Lo más alarmante es la situación de la empresa San Clemente, contratada por Provías Descentralizado para el mantenimiento de estas vías. La compañía ha admitido estar «desbordada» y, peor aún, «sin combustible» para operar su maquinaria debido al bloqueo de accesos desde Áncash. Esta declaración plantea serias interrogantes sobre la previsión y capacidad de respuesta de los entes encargados de la infraestructura vial.

Pinra: El epicentro del abandono

El distrito de Pinra emerge como uno de los más golpeados por la emergencia. Su capital, rodeada de quebradas, registra movimientos de tierra que amenazan directamente viviendas y centros educativos. La preocupación es tal que docentes han alertado a la Ugel Huacaybamba y a la Dirección Regional de Educación sobre la negativa a exponer la vida de estudiantes y profesores. Un maestro incluso sufrió un accidente al ser impactado por una roca, siendo su laptop el único amortiguador del golpe. Trasladado a un centro de salud en Áncash, se recupera lentamente.

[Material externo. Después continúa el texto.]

//! Fixed hardware parameter bundles
//!
//! The values in this module are the firmware-mandated timing, optics,
//! reset and preamble constants for the line card. From the sequencer's
//! point of view they are opaque payload bundles: it never inspects them,
//! it only sends them during the provisioning phases. The `Default` impls
//! carry the one supported configuration.

use pas_core::{CHANNEL_COUNT, ChannelId};

/// Signal polarity toggle
#[derive(Debug, Clone, Copy, PartialEq, Eq)]
#[repr(u8)]
pub enum PonPolarity {
    ActiveLow = 0,
    ActiveHigh = 1,
}

/// Generic enable/disable toggle used across PON parameters
#[derive(Debug, Clone, Copy, PartialEq, Eq)]
#[repr(u8)]
pub enum PonToggle {
    Disable = 0,
    Enable = 1,
}

/// Source of the signal-detect indication
#[derive(Debug, Clone, Copy, PartialEq, Eq)]
#[repr(u8)]
pub enum SdSource {
    LaserSd = 0,
    Receiver = 1,
}

/// Laser reset strategy
#[derive(Debug, Clone, Copy, PartialEq, Eq)]
#[repr(u8)]
pub enum ResetType {
    DelayBased = 0,
    NormalStartBurstBased = 1,
}

/// Optics voltage interface level
#[derive(Debug, Clone, Copy, PartialEq, Eq)]
#[repr(u8)]
pub enum OpticsVoltage {
    Lvpecl = 0,
    Lvds = 1,
}

/// Alarm kind selectable in the alarm configuration command
#[derive(Debug, Clone, Copy, PartialEq, Eq)]
#[repr(u8)]
pub enum AlarmType {
    /// Loss-of-signal alarm
    LossOfSignal = 1,
}

/// Identifier of a queryable general parameter
#[derive(Debug, Clone, Copy, PartialEq, Eq)]
#[repr(u16)]
pub enum GeneralParamId {
    /// Default downstream transmit-enable state of a channel
    TxEnableDefault = 0,
}

/// Burst delay applied during SNR measurement windows
#[derive(Debug, Clone, Copy, PartialEq, Eq)]
pub struct SnrBurstDelay {
    pub timer_delay: u16,
    pub preamble_delay: u16,
    pub delimiter_delay: u16,
    pub burst_delay: u16,
}

impl Default for SnrBurstDelay {
    fn default() -> Self {
        Self {
            timer_delay: 8,
            preamble_delay: 32,
            delimiter_delay: 128,
            burst_delay: 128,
        }
    }
}

/// Burst delay applied during ranging windows
#[derive(Debug, Clone, Copy, PartialEq, Eq)]
pub struct RngBurstDelay {
    pub timer_delay: u16,
    pub preamble_delay: u16,
    pub delimiter_delay: u16,
}

impl Default for RngBurstDelay {
    fn default() -> Self {
        Self {
            timer_delay: 8,
            preamble_delay: 32,
            delimiter_delay: 128,
        }
    }
}

/// Burst timing control block
#[derive(Debug, Clone, Copy, PartialEq, Eq)]
pub struct BurstTimingCtrl {
    pub control: u8,
    pub timer: u8,
    pub snr_burst: SnrBurstDelay,
    pub rng_burst: RngBurstDelay,
}

impl Default for BurstTimingCtrl {
    fn default() -> Self {
        Self {
            control: 1,
            timer: 1,
            snr_burst: SnrBurstDelay::default(),
            rng_burst: RngBurstDelay::default(),
        }
    }
}

/// General optics behavior parameters
#[derive(Debug, Clone, Copy, PartialEq, Eq)]
pub struct GeneralOpticsParams {
    pub laser_reset_polarity: PonPolarity,
    pub laser_sd_polarity: PonPolarity,
    pub sd_source: SdSource,
    pub sd_hold_snr_ranging: PonToggle,
    pub sd_hold_normal: PonToggle,
    pub reset_type_snr_ranging: ResetType,
    pub reset_type_normal: ResetType,
    pub laser_reset_enable: PonToggle,
}

impl Default for GeneralOpticsParams {
    fn default() -> Self {
        Self {
            laser_reset_polarity: PonPolarity::ActiveHigh,
            laser_sd_polarity: PonPolarity::ActiveHigh,
            sd_source: SdSource::LaserSd,
            sd_hold_snr_ranging: PonToggle::Disable,
            sd_hold_normal: PonToggle::Disable,
            reset_type_snr_ranging: ResetType::DelayBased,
            reset_type_normal: ResetType::NormalStartBurstBased,
            laser_reset_enable: PonToggle::Enable,
        }
    }
}

/// One group of BCDR/laser reset delays
#[derive(Debug, Clone, Copy, PartialEq, Eq)]
pub struct ResetValues {
    pub bcdr_reset_d2: u8,
    pub bcdr_reset_d1: u8,
    pub laser_reset_d2: u8,
    pub laser_reset_d1: u8,
}

impl ResetValues {
    #[must_use]
    pub const fn new(bcdr_reset_d2: u8, bcdr_reset_d1: u8, laser_reset_d2: u8, laser_reset_d1: u8) -> Self {
        Self {
            bcdr_reset_d2,
            bcdr_reset_d1,
            laser_reset_d2,
            laser_reset_d1,
        }
    }
}

/// Reset timing control block
#[derive(Debug, Clone, Copy, PartialEq, Eq)]
pub struct ResetTimingCtrl {
    pub reset_data_burst: ResetValues,
    pub reset_snr_burst: ResetValues,
    pub reset_rng_burst: ResetValues,
    pub single_reset: ResetValues,
    pub double_reset: ResetValues,
}

impl Default for ResetTimingCtrl {
    fn default() -> Self {
        Self {
            reset_data_burst: ResetValues::new(1, 11, 2, 5),
            reset_snr_burst: ResetValues::new(2, 9, 2, 1),
            reset_rng_burst: ResetValues::new(2, 9, 2, 1),
            single_reset: ResetValues::new(1, 1, 1, 1),
            double_reset: ResetValues::new(1, 1, 1, 1),
        }
    }
}

/// Upstream preamble and delimiter parameters
#[derive(Debug, Clone, Copy, PartialEq, Eq)]
pub struct PreambleParams {
    pub correlation_preamble_length: u8,
    pub preamble_length_snr_rng: u8,
    pub guard_time_data_mode: u8,
    pub type1_size_data: u8,
    pub type2_size_data: u8,
    pub type3_size_data: u8,
    pub type3_pattern: u8,
    pub delimiter_size: u8,
    pub delimiter_byte1: u8,
    pub delimiter_byte2: u8,
    pub delimiter_byte3: u8,
}

impl Default for PreambleParams {
    fn default() -> Self {
        Self {
            correlation_preamble_length: 8,
            preamble_length_snr_rng: 119,
            guard_time_data_mode: 32,
            type1_size_data: 0,
            type2_size_data: 0,
            type3_size_data: 5,
            type3_pattern: 170,
            delimiter_size: 20,
            delimiter_byte1: 171,
            delimiter_byte2: 89,
            delimiter_byte3: 131,
        }
    }
}

/// Complete optics configuration sent to every channel during optics setup
#[derive(Debug, Clone, Copy, PartialEq, Eq)]
pub struct OltOpticsConfig {
    pub voltage_if: OpticsVoltage,
    pub burst: BurstTimingCtrl,
    pub general: GeneralOpticsParams,
    pub reset: ResetTimingCtrl,
    pub preamble: PreambleParams,
}

impl Default for OltOpticsConfig {
    fn default() -> Self {
        Self {
            voltage_if: OpticsVoltage::Lvpecl,
            burst: BurstTimingCtrl::default(),
            general: GeneralOpticsParams::default(),
            reset: ResetTimingCtrl::default(),
            preamble: PreambleParams::default(),
        }
    }
}

/// Optics IO pin control for one channel
///
/// Unlike the other bundles the pin assignment differs per channel; the
/// fixed mapping lives in [`IO_CONTROL_PINS`].
#[derive(Debug, Clone, Copy, PartialEq, Eq)]
pub struct OpticsIoControl {
    pub i2c_clk: u8,
    pub i2c_data: u8,
    pub tx_enable: u8,
    pub tx_alarm: u8,
}

impl OpticsIoControl {
    #[must_use]
    pub const fn new(i2c_clk: u8, i2c_data: u8, tx_enable: u8, tx_alarm: u8) -> Self {
        Self {
            i2c_clk,
            i2c_data,
            tx_enable,
            tx_alarm,
        }
    }

    /// Pin assignment for one channel of the fixed channel set
    ///
    /// # Panics
    /// Panics if `channel` is outside the channel set. Callers take channel
    /// ids from [`pas_core::CHANNELS`], never from the wire.
    #[must_use]
    pub fn for_channel(channel: ChannelId) -> Self {
        IO_CONTROL_PINS[channel as usize]
    }
}

/// Per-channel optics IO pin assignments
pub const IO_CONTROL_PINS: [OpticsIoControl; CHANNEL_COUNT] = [
    OpticsIoControl::new(1, 0, 6, 14),
    OpticsIoControl::new(3, 2, 7, 15),
    OpticsIoControl::new(11, 10, 8, 16),
    OpticsIoControl::new(13, 12, 9, 17),
];

/// Alarm configuration payload
#[derive(Debug, Clone, Copy, PartialEq, Eq)]
pub struct AlarmConfig {
    pub alarm: AlarmType,
    pub state: PonToggle,
}

impl AlarmConfig {
    /// Enable the loss-of-signal alarm
    #[must_use]
    pub const fn los_enabled() -> Self {
        Self {
            alarm: AlarmType::LossOfSignal,
            state: PonToggle::Enable,
        }
    }
}

#[cfg(test)]
mod tests {
    use super::*;

    #[test]
    fn test_io_control_pins_per_channel() {
        assert_eq!(OpticsIoControl::for_channel(0), OpticsIoControl::new(1, 0, 6, 14));
        assert_eq!(OpticsIoControl::for_channel(3), OpticsIoControl::new(13, 12, 9, 17));
    }

    #[test]
    fn test_optics_config_defaults() {
        let cfg = OltOpticsConfig::default();
        assert_eq!(cfg.burst.snr_burst.burst_delay, 128);
        assert_eq!(cfg.reset.reset_data_burst, ResetValues::new(1, 11, 2, 5));
        assert_eq!(cfg.preamble.preamble_length_snr_rng, 119);
        assert_eq!(cfg.general.laser_reset_enable, PonToggle::Enable);
    }

    #[test]
    fn test_alarm_config() {
        let alarm = AlarmConfig::los_enabled();
        assert_eq!(alarm.alarm, AlarmType::LossOfSignal);
        assert_eq!(alarm.state, PonToggle::Enable);
    }
}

Para agravar la ya crítica situación, Pinra, el distrito de mayor extensión en la provincia, se encuentra sin suministro eléctrico. La minicentral hidroeléctrica que abastecía a la zona ha sido dañada por las lluvias, sumiendo a la población en una oscuridad que profundiza la crisis.

La burocracia, un obstáculo más

En medio de este desolador panorama, la ayuda humanitaria del Gobierno Regional Huánuco se mantiene en compás de espera. Según el consejero Céspedes, la asistencia solo se entregará una vez que las municipalidades registren sus reportes en el sistema SINPAD. Además, se ha indicado que los gobiernos locales deben «agotar sus recursos propios» antes de solicitar el apoyo regional. Esta exigencia administrativa contrasta fuertemente con la urgencia de la situación en el terreno.

El consejero también ha solicitado a las municipalidades de Canchabamba, Cochabamba y Pinra que registren sus ocurrencias en el SINPAD para poder gestionar una declaratoria de emergencia. Actualmente, solo el distrito de Huacaybamba ha sido considerado, dejando a otros gravemente afectados en una especie de limbo burocrático, a pesar de la magnitud de los daños que enfrentan.

Lo que falta aclarar

  • ¿Cómo es posible que una empresa encargada del mantenimiento vial, como San Clemente, se declare «desbordada y sin combustible» en plena temporada de lluvias, cuando la prevención debería ser la norma? ¿Qué tipo de fiscalización se realiza a estos contratos?
  • ¿Por qué la ayuda humanitaria del Gobierno Regional Huánuco está condicionada a que los municipios «agoten sus recursos propios» y completen trámites en el SINPAD, mientras la población sufre y las vías están bloqueadas? ¿La burocracia tiene prioridad sobre la vida y la seguridad de los ciudadanos?
  • Si Pinra y otros distritos están tan gravemente afectados, ¿por qué la declaratoria de emergencia no es proactiva desde el gobierno regional, en lugar de esperar los reportes individuales de municipios posiblemente incomunicados y sobrepasados?
  • Más allá de la asistencia inmediata, ¿qué planes a mediano y largo plazo existen para reconstruir la infraestructura dañada y prevenir que estas «lluvias históricas» sigan dejando a Huacaybamba en la misma situación crítica cada temporada?